Mark Bennett
- Birth name: Anthony Mark Bennett
- Date of birth: 26 January 1968 (age 57)
- Place of birth: Neath, Wales
- Height: 6 ft 2 in (1.88 m)
- Weight: 97 kg (15 st 4 lb)
- School: Llangatwg Comprehensive School

Rugby union career
- Position(s): Flanker

Senior career
- Years: Team / Apps / (Points)
- 1989-1990: Swansea RFC / 5 / (4)
- 1990-1997: Cardiff RFC / 114 / (74)
- 1997-1998: Neath RFC / 12 / (5)
- 1998-1999: Bristol RFC / 29 / ()

International career
- Years: Team / Apps / (Points)
- 1995: Wales / 3 / (5)

= Mark Bennett (rugby union, born 1969) =

Anthony Mark Bennett (born 26 January 1969) is a Welsh International rugby union player. He made three appearances for his country, as well as representing Swansea RFC, Cardiff RFC and Neath RFC in the top division of Welsh club rugby, and Bristol RFC in English club rugby.
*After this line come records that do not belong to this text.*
//! Fixed-depth merkle tree over pre-hashed transaction leaves.
//!
//! The tree always has `2^depth` leaf slots. Slots past the supplied leaves are
//! filled with [`Hash::EMPTY_LEAF`] (`bytes32(0)`), and every internal node is
//! `keccak256(left || right)`. Proofs are the sibling hashes from the leaf level
//! upwards, concatenated into `32 * depth` bytes: the layout the root chain's
//! `checkMembership` walks.

use crate::constants::MERKLE_DEPTH;
use crate::hash::{hash, hash_pair, Hash};
use rayon::prelude::*;
use thiserror::Error;

/// Largest depth a tree may be built with.
pub const MAX_DEPTH: usize = 24;

/// Levels at least this wide are combined in parallel.
pub const PARALLEL_THRESHOLD: usize = 1 << 12;

/// Errors that can occur while building or proving against a tree.
#[derive(Debug, Clone, PartialEq, Eq, Error)]
pub enum MerkleError {
    #[error("{leaves} leaves exceed the tree capacity of {capacity}")]
    TreeDepthExceeded { capacity: usize, leaves: usize },
    #[error("depth {0} exceeds the maximum of {max}", max = MAX_DEPTH)]
    DepthTooLarge(usize),
    #[error("leaf index {index} out of range for {capacity} slots")]
    IndexOutOfRange { index: usize, capacity: usize },
    #[error("leaf is not a member of the tree")]
    MemberNotFound,
    #[error("proof length must be a non-zero multiple of 32 (got {0})")]
    InvalidProofLength(usize),
}

pub type Result<T> = std::result::Result<T, MerkleError>;

/// Number of leaf slots addressable by `depth` levels of siblings.
fn slots(depth: usize) -> usize {
    u32::try_from(depth)
        .ok()
        .and_then(|d| 1usize.checked_shl(d))
        .unwrap_or(usize::MAX)
}

/// Whether `index` names a slot of a tree `depth` levels deep.
fn index_fits(index: usize, depth: usize) -> bool {
    u32::try_from(depth)
        .ok()
        .and_then(|d| index.checked_shr(d))
        .unwrap_or(0)
        == 0
}

fn next_level(level: &[Hash]) -> Vec<Hash> {
    if level.len() >= PARALLEL_THRESHOLD {
        level
            .par_chunks(2)
            .map(|pair| hash_pair(&pair[0], &pair[1]))
            .collect()
    } else {
        level
            .chunks(2)
            .map(|pair| hash_pair(&pair[0], &pair[1]))
            .collect()
    }
}

/// A binary merkle tree with a fixed number of leaf slots.
#[derive(Debug, Clone, PartialEq, Eq)]
pub struct FixedMerkle {
    depth: usize,
    /// Number of leaves supplied by the caller (the rest is padding).
    leaf_count: usize,
    /// All nodes, level by level (padded leaves first, root last).
    levels: Vec<Vec<Hash>>,
}

/// Inclusion proof for a single leaf slot.
#[derive(Debug, Clone, PartialEq, Eq)]
pub struct MerkleProof {
    /// Slot index of the leaf.
    pub index: usize,
    /// The leaf being proven.
    pub leaf: Hash,
    /// Sibling hashes from the leaf level up to just below the root.
    pub siblings: Vec<Hash>,
}

impl FixedMerkle {
    /// Build a tree of `depth` over leaves that are already hashed.
    pub fn new(depth: usize, leaves: &[Hash]) -> Result<Self> {
        if depth > MAX_DEPTH {
            return Err(MerkleError::DepthTooLarge(depth));
        }
        let capacity = 1usize << depth;
        if leaves.len() > capacity {
            return Err(MerkleError::TreeDepthExceeded {
                capacity,
                leaves: leaves.len(),
            });
        }

        let mut padded = Vec::with_capacity(capacity);
        padded.extend_from_slice(leaves);
        padded.resize(capacity, Hash::EMPTY_LEAF);

        let mut levels = Vec::with_capacity(depth + 1);
        levels.push(padded);
        for _ in 0..depth {
            let next = next_level(levels[levels.len() - 1].as_slice());
            levels.push(next);
        }

        Ok(Self {
            depth,
            leaf_count: leaves.len(),
            levels,
        })
    }

    /// Build a tree of `depth` over raw leaves, hashing each one first.
    pub fn from_data<D: AsRef<[u8]>>(depth: usize, data: &[D]) -> Result<Self> {
        let leaves: Vec<Hash> = data.iter().map(|d| hash(d.as_ref())).collect();
        Self::new(depth, &leaves)
    }

    /// Build a tree with the block depth.
    pub fn with_block_depth(leaves: &[Hash]) -> Result<Self> {
        Self::new(MERKLE_DEPTH, leaves)
    }

    pub fn depth(&self) -> usize {
        self.depth
    }

    /// Total leaf slots, `2^depth`.
    pub fn capacity(&self) -> usize {
        self.levels[0].len()
    }

    /// Number of leaves supplied at construction.
    pub fn leaf_count(&self) -> usize {
        self.leaf_count
    }

    /// All leaf slots, padding included.
    pub fn leaves(&self) -> &[Hash] {
        &self.levels[0]
    }

    /// Get the root of the merkle tree.
    pub fn root(&self) -> Hash {
        self.levels[self.depth][0]
    }

    /// Build the inclusion proof for the slot at `index`.
    pub fn create_membership_proof(&self, index: usize) -> Result<MerkleProof> {
        let capacity = self.capacity();
        if index >= capacity {
            return Err(MerkleError::IndexOutOfRange { index, capacity });
        }

        let mut siblings = Vec::with_capacity(self.depth);
        let mut idx = index;
        for level in &self.levels[..self.depth] {
            siblings.push(level[idx ^ 1]);
            idx /= 2;
        }

        Ok(MerkleProof {
            index,
            leaf: self.levels[0][index],
            siblings,
        })
    }

    /// Build the inclusion proof for the first supplied leaf equal to `leaf`.
    pub fn prove_leaf(&self, leaf: &Hash) -> Result<MerkleProof> {
        let index = self.levels[0][..self.leaf_count]
            .iter()
            .position(|l| l == leaf)
            .ok_or(MerkleError::MemberNotFound)?;
        self.create_membership_proof(index)
    }

    /// Whether `proof` is valid against this tree's root.
    pub fn verify_proof(&self, proof: &MerkleProof) -> bool {
        proof.siblings.len() == self.depth && proof.verify(&self.root())
    }
}

impl MerkleProof {
    /// Concatenated sibling hashes, the on-chain proof format.
    pub fn to_bytes(&self) -> Vec<u8> {
        self.siblings.iter().flat_map(|s| s.0).collect()
    }

    /// Recompute the root from the leaf and siblings.
    pub fn compute_root(&self) -> Hash {
        let mut node = self.leaf;
        let mut idx = self.index;
        for sibling in &self.siblings {
            node = if idx % 2 == 0 {
                hash_pair(&node, sibling)
            } else {
                hash_pair(sibling, &node)
            };
            idx /= 2;
        }
        node
    }

    /// Verify this proof against a given root.
    ///
    /// An index with bits above the proof depth never verifies, since those
    /// bits would otherwise be ignored and alias a lower slot.
    pub fn verify(&self, root: &Hash) -> bool {
        index_fits(self.index, self.siblings.len()) && self.compute_root() == *root
    }
}

/// Check a raw proof the way the root chain contract does.
///
/// `proof` is `32 * depth` bytes of siblings, leaf level first. An empty proof
/// is rejected, as is an index outside the `2^depth` slots the proof covers.
pub fn check_membership(leaf: &Hash, index: usize, root: &Hash, proof: &[u8]) -> Result<bool> {
    if proof.is_empty() || proof.len() % 32 != 0 {
        return Err(MerkleError::InvalidProofLength(proof.len()));
    }
    let depth = proof.len() / 32;
    if !index_fits(index, depth) {
        return Err(MerkleError::IndexOutOfRange {
            index,
            capacity: slots(depth),
        });
    }
    let siblings = proof
        .chunks_exact(32)
        .filter_map(Hash::from_slice)
        .collect();
    let proof = MerkleProof {
        index,
        leaf: *leaf,
        siblings,
    };
    Ok(proof.verify(root))
}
Following his retirement from playing, Bennett became a strength and conditioning coach, holding the position of conditioning coach for the Welsh national team for four years.

==Rugby career==

Bennett made five appearances for Swansea RFC during the 1989/90 season. He moved to Cardiff RFC for the 1990/91 season, where he spend the majority of his playing career. It was while at Cardiff that Bennett made all three of his appearances for the Wales national team. His début came at the 1995 Rugby World Cup in South Africa, against New Zealand. He made one appearance in Wales' 1995 tour of South Africa, during which he scored a try, and his only victory for Wales came in his final game and only home appearance, against Fiji during their tour of Wales and Ireland.

In October 1997, he moved to Neath RFC where he remained for the remainder of the 1997/98 season. He joined English club Bristol RFC for the 1998/99 season, and was made club captain. Bristol has been relegated to the second tier of English rugby the previous season, but finished top of the division to win promotion back to the Premiership.

Bennett retired from playing in 1999, and moved to a position with Bristol as a strength & conditioning coach. Following a spell working with Llanelli Scarlets and the Celtic Warriors regional teams, Bennett joined the Wales national team coaching setup in 2004. During his time in the position, Wales won two Six Nations Grand Slams in 2005 and 2008. He left his position with the national team in 2009 to take up a position as the conditioning coach for the Ospreys regional team. Bennett returned to Bristol Rugby for the 2014/15 season as Head of Performance.